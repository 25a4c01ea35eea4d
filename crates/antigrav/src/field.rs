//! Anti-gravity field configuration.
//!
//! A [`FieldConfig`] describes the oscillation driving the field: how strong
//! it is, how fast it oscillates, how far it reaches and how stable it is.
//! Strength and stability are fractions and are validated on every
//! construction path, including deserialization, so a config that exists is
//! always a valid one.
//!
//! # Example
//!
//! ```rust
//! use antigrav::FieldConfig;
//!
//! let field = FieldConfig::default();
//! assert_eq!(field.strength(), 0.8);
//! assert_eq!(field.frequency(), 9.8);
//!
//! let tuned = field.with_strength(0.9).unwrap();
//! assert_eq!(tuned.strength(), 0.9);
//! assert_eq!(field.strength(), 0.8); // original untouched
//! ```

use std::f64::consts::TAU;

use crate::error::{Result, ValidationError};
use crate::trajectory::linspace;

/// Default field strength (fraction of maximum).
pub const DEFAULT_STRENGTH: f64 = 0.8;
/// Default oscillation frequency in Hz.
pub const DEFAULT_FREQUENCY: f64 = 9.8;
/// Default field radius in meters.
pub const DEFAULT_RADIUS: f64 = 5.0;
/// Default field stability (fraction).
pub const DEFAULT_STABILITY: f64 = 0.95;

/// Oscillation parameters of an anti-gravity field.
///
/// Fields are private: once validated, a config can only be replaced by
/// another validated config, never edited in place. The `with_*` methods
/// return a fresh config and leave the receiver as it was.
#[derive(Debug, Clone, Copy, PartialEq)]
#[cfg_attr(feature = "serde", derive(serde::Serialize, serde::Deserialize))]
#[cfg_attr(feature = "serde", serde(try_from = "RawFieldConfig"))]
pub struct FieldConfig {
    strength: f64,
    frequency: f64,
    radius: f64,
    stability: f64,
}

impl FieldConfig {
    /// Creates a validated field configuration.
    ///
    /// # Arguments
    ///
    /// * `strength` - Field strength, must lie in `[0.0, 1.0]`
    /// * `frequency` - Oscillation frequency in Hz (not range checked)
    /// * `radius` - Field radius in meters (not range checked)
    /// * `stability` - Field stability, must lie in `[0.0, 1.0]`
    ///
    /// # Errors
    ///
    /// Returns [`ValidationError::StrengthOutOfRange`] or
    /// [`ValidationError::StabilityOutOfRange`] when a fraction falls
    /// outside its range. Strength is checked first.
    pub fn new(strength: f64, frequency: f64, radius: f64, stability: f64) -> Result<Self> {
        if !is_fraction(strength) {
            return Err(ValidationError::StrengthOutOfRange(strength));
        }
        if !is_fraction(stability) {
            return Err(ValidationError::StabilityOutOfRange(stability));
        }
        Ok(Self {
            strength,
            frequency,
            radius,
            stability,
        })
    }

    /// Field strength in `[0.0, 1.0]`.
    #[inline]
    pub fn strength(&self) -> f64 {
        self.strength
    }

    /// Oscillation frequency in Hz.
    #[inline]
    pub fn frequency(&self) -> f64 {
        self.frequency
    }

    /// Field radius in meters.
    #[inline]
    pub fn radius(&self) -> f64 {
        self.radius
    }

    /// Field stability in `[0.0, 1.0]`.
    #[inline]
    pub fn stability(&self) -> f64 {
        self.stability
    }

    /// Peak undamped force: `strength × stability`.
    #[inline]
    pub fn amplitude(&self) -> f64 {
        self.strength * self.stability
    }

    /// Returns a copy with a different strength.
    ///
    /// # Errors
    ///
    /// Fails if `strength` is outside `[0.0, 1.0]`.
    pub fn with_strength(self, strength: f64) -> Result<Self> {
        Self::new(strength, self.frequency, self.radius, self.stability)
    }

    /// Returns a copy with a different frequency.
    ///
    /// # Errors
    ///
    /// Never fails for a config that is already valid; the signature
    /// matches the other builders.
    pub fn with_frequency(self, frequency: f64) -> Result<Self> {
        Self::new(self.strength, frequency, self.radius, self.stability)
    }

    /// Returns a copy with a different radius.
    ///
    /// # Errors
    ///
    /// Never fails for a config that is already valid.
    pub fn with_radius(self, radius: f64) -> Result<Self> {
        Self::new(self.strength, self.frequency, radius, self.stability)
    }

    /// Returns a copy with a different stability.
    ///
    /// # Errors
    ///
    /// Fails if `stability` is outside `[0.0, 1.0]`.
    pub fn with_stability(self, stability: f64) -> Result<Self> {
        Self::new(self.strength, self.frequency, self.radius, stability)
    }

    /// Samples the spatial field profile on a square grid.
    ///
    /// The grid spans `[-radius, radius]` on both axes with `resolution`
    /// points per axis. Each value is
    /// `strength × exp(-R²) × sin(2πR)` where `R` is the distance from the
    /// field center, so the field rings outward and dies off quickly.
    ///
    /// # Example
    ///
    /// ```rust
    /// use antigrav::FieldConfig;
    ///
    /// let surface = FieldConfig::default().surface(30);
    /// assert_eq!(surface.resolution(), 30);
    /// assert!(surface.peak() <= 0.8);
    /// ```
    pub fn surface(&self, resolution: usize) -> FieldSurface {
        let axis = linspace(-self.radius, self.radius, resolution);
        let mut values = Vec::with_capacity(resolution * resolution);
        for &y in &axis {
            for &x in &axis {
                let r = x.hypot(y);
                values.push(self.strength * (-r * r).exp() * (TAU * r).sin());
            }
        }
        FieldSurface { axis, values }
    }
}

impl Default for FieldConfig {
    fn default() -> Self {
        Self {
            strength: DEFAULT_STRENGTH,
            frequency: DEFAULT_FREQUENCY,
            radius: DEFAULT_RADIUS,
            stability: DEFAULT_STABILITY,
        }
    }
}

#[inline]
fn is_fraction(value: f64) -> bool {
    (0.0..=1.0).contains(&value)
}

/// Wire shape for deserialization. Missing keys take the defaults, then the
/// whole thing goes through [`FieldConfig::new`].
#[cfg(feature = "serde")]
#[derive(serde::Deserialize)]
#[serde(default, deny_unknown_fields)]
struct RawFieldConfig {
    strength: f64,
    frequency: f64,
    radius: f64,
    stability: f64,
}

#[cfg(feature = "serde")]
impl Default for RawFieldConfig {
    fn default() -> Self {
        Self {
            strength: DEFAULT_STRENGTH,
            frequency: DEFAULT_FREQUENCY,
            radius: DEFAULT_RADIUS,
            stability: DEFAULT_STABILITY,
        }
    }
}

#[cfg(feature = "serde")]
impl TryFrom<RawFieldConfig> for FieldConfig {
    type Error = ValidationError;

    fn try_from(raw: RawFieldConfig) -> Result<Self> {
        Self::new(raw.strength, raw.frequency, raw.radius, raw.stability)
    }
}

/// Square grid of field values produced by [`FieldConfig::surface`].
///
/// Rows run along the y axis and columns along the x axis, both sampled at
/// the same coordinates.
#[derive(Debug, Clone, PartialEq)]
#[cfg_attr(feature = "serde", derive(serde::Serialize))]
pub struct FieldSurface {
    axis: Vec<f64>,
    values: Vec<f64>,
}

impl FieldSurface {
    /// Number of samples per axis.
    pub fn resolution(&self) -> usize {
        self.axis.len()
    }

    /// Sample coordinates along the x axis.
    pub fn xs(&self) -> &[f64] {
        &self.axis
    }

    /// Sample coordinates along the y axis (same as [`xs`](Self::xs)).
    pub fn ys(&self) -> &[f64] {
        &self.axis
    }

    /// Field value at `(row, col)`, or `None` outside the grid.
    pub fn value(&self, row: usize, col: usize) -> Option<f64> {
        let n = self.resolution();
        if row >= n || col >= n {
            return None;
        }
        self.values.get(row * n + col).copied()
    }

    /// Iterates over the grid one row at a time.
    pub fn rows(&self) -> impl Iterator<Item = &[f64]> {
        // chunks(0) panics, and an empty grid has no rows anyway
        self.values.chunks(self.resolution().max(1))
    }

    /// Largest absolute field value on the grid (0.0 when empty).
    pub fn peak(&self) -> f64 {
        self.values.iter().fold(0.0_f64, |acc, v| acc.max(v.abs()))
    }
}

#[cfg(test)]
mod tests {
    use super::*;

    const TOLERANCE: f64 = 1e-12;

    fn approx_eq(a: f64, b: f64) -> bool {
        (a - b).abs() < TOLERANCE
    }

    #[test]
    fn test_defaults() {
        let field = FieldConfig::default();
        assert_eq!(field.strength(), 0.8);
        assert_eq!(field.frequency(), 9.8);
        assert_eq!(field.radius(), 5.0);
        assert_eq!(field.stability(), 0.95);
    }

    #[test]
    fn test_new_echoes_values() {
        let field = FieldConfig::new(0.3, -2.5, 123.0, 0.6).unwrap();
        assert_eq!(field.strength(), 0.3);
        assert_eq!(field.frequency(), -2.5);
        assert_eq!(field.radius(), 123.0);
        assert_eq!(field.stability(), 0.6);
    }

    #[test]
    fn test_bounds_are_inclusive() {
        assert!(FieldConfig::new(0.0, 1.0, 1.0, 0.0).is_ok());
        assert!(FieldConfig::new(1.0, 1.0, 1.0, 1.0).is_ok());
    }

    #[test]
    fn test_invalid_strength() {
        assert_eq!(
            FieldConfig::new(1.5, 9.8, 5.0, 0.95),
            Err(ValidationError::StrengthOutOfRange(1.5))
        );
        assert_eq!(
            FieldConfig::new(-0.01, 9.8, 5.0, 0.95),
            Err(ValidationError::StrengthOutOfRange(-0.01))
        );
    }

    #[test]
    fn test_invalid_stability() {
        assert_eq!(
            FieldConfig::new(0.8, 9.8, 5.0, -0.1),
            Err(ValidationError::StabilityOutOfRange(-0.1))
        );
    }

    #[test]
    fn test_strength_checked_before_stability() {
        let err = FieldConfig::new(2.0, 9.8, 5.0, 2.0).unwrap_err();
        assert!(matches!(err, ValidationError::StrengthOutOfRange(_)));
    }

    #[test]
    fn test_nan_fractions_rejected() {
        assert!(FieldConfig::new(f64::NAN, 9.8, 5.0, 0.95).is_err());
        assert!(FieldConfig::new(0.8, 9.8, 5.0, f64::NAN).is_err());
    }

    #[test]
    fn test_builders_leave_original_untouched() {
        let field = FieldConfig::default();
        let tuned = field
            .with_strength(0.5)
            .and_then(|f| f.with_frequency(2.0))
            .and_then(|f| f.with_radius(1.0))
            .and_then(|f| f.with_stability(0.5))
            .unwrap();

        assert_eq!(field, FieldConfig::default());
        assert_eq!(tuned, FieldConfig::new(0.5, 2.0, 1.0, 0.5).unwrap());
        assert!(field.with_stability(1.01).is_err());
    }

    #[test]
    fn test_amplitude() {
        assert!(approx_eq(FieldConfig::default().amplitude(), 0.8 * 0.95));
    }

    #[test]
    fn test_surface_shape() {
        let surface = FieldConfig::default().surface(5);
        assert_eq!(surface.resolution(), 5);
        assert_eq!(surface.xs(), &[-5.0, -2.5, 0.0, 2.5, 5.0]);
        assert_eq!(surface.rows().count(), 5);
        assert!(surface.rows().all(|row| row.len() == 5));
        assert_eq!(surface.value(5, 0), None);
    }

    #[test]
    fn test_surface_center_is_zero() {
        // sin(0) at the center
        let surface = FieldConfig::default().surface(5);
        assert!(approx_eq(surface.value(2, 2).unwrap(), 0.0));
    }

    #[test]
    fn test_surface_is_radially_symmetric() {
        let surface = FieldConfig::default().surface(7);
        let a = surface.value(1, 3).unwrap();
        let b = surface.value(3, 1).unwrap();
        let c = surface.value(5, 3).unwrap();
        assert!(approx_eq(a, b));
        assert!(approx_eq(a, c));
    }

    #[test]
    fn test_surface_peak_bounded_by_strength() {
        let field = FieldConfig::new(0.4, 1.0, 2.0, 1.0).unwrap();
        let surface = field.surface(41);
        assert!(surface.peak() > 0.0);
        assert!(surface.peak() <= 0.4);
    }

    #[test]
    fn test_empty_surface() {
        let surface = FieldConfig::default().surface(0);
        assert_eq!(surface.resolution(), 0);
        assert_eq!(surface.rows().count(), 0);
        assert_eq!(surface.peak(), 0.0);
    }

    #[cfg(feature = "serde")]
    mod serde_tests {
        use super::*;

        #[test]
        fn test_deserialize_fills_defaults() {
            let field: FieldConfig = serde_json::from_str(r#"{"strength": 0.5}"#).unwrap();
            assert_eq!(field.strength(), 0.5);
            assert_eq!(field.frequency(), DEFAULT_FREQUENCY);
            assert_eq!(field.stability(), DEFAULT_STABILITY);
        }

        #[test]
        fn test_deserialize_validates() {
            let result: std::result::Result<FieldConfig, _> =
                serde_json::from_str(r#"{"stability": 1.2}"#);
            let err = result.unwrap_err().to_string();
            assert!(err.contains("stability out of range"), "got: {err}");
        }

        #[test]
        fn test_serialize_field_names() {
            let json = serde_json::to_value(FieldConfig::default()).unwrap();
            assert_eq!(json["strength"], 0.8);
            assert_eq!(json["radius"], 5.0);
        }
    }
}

---------------

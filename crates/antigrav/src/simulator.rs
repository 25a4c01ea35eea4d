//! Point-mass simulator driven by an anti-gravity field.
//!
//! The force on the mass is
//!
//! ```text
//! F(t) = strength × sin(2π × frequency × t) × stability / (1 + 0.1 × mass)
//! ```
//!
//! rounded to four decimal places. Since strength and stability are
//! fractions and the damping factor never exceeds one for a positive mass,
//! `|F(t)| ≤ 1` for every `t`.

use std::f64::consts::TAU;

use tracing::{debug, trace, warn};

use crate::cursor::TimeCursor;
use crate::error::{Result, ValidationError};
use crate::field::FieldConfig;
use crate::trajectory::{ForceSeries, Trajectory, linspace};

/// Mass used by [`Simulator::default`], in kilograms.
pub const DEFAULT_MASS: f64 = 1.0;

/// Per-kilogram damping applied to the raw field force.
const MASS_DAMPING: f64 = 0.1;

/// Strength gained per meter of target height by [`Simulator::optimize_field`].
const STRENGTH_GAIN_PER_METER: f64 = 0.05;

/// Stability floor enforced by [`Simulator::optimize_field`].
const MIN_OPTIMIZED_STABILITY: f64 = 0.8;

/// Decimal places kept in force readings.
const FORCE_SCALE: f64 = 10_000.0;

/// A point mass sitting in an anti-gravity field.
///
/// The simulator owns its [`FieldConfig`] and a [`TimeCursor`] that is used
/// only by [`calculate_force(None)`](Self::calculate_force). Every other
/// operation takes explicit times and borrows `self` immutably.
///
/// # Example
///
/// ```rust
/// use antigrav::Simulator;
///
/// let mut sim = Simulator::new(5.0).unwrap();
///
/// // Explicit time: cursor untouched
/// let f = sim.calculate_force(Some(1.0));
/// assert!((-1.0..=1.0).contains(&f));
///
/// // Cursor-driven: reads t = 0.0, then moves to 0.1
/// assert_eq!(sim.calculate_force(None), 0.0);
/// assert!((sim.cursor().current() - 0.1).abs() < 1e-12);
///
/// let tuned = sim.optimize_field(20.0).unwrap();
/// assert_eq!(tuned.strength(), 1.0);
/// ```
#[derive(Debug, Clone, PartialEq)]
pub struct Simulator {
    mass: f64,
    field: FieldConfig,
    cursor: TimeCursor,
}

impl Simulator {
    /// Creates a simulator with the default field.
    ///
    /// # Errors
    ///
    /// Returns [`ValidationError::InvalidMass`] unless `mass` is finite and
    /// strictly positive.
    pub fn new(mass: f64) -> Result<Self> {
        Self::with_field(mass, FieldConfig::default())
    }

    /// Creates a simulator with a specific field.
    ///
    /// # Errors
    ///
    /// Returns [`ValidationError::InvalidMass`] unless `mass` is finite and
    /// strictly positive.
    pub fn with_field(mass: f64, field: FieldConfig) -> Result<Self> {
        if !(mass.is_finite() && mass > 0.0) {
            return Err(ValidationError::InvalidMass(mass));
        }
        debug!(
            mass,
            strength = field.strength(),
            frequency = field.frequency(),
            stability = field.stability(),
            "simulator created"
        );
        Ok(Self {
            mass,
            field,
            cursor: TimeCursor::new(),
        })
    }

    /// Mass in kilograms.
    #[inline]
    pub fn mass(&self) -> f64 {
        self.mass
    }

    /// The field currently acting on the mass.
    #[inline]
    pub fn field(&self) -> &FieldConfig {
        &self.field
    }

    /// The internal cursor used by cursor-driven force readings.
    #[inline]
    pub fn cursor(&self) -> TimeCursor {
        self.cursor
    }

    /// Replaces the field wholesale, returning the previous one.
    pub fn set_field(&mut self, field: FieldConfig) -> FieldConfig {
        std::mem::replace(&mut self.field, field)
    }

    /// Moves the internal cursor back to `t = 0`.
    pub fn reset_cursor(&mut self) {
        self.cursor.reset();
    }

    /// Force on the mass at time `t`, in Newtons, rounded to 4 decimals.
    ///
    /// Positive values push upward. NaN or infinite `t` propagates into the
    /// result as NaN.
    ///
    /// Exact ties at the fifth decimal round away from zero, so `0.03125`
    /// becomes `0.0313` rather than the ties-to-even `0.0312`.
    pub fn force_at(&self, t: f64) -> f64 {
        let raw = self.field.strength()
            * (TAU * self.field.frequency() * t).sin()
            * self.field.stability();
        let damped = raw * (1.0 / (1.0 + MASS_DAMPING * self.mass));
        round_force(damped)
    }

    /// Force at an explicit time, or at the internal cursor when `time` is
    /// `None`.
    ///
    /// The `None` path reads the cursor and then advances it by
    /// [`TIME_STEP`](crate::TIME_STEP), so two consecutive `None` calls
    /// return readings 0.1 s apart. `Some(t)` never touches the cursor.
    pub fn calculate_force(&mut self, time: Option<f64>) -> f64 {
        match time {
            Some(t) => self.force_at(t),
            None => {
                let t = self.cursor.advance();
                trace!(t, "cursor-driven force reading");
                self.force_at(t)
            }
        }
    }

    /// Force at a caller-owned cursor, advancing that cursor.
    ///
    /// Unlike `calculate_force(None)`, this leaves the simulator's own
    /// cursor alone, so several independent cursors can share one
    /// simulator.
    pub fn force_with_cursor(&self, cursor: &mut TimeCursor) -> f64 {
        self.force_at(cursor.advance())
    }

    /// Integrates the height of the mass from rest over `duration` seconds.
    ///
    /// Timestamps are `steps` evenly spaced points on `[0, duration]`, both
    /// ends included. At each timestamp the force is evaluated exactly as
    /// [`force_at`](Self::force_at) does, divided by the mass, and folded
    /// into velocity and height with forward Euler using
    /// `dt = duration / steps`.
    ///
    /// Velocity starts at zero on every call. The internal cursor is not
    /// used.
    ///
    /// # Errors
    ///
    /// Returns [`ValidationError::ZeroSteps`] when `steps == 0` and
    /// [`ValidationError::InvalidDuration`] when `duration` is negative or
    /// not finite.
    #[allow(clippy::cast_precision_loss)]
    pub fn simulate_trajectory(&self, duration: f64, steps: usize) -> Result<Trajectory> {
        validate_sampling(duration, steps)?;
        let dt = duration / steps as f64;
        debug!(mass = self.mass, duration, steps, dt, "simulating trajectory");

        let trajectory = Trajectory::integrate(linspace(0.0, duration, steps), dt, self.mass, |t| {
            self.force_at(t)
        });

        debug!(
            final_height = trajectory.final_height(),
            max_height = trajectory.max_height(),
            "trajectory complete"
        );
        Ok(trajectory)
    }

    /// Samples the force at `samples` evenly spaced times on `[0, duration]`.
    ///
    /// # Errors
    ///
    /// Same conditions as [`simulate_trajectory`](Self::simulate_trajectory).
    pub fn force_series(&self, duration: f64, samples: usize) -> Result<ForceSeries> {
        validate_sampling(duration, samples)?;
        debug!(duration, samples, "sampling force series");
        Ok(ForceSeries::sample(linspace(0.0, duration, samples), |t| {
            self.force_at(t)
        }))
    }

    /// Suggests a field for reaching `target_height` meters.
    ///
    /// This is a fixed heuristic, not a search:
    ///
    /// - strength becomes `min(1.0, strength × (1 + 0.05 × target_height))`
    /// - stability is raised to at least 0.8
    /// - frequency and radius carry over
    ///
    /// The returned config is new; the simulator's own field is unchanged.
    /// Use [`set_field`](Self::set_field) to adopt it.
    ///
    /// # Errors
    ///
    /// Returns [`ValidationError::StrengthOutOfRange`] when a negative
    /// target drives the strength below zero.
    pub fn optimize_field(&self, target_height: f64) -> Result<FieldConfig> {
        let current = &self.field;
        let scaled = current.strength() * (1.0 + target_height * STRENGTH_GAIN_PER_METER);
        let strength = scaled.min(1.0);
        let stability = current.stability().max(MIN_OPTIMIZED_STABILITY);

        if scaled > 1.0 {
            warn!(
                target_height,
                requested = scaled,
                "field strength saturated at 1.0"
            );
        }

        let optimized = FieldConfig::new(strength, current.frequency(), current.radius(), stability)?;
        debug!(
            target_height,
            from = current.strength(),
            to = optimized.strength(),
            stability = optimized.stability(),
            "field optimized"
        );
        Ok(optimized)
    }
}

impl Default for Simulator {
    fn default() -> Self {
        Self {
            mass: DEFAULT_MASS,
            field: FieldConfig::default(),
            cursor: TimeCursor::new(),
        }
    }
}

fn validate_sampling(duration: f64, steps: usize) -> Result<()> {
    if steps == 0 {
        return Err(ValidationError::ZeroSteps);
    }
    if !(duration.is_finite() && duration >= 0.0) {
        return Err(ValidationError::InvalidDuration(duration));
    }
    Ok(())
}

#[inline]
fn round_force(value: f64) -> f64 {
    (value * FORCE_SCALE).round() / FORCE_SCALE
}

---------------

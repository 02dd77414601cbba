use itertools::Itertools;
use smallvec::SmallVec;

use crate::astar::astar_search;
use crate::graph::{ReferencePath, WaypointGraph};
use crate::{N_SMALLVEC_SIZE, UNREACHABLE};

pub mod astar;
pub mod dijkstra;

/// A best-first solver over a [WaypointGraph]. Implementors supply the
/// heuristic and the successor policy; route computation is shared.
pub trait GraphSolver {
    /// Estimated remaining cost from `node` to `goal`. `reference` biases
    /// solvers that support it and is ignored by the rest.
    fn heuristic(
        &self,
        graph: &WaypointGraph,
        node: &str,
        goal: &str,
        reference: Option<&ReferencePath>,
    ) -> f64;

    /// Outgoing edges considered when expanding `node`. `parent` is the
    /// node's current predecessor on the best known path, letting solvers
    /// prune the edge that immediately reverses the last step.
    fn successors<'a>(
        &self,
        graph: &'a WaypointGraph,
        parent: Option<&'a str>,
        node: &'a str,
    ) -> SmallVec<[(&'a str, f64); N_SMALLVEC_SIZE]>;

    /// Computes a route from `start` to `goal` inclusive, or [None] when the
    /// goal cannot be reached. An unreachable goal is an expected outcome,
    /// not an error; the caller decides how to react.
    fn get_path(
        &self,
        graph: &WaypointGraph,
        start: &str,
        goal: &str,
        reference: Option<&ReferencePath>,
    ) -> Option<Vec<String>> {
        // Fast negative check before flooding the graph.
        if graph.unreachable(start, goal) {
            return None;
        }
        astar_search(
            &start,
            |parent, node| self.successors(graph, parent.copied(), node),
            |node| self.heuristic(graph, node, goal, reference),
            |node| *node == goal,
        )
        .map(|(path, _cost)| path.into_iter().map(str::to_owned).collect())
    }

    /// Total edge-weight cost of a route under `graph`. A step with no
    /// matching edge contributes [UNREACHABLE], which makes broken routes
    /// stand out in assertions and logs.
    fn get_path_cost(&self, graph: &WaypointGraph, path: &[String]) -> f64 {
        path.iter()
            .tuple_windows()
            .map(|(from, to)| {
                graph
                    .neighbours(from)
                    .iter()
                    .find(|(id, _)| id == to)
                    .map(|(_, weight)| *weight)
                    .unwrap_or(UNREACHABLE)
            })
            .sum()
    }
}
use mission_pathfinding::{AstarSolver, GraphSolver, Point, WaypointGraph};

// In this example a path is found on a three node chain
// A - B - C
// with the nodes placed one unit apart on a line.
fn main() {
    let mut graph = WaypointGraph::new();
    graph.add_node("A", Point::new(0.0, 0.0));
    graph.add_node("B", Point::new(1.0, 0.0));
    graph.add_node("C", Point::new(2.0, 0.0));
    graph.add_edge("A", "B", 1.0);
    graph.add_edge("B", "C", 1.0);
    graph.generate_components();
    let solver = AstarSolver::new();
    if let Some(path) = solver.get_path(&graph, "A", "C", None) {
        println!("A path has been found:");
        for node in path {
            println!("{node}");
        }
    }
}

---------------

WHAT YOU ARE ASKED TO DO :: Check each line of the material for the word "used". State how many have it, and write nothing else.

THE COMPLETED TASK :: 4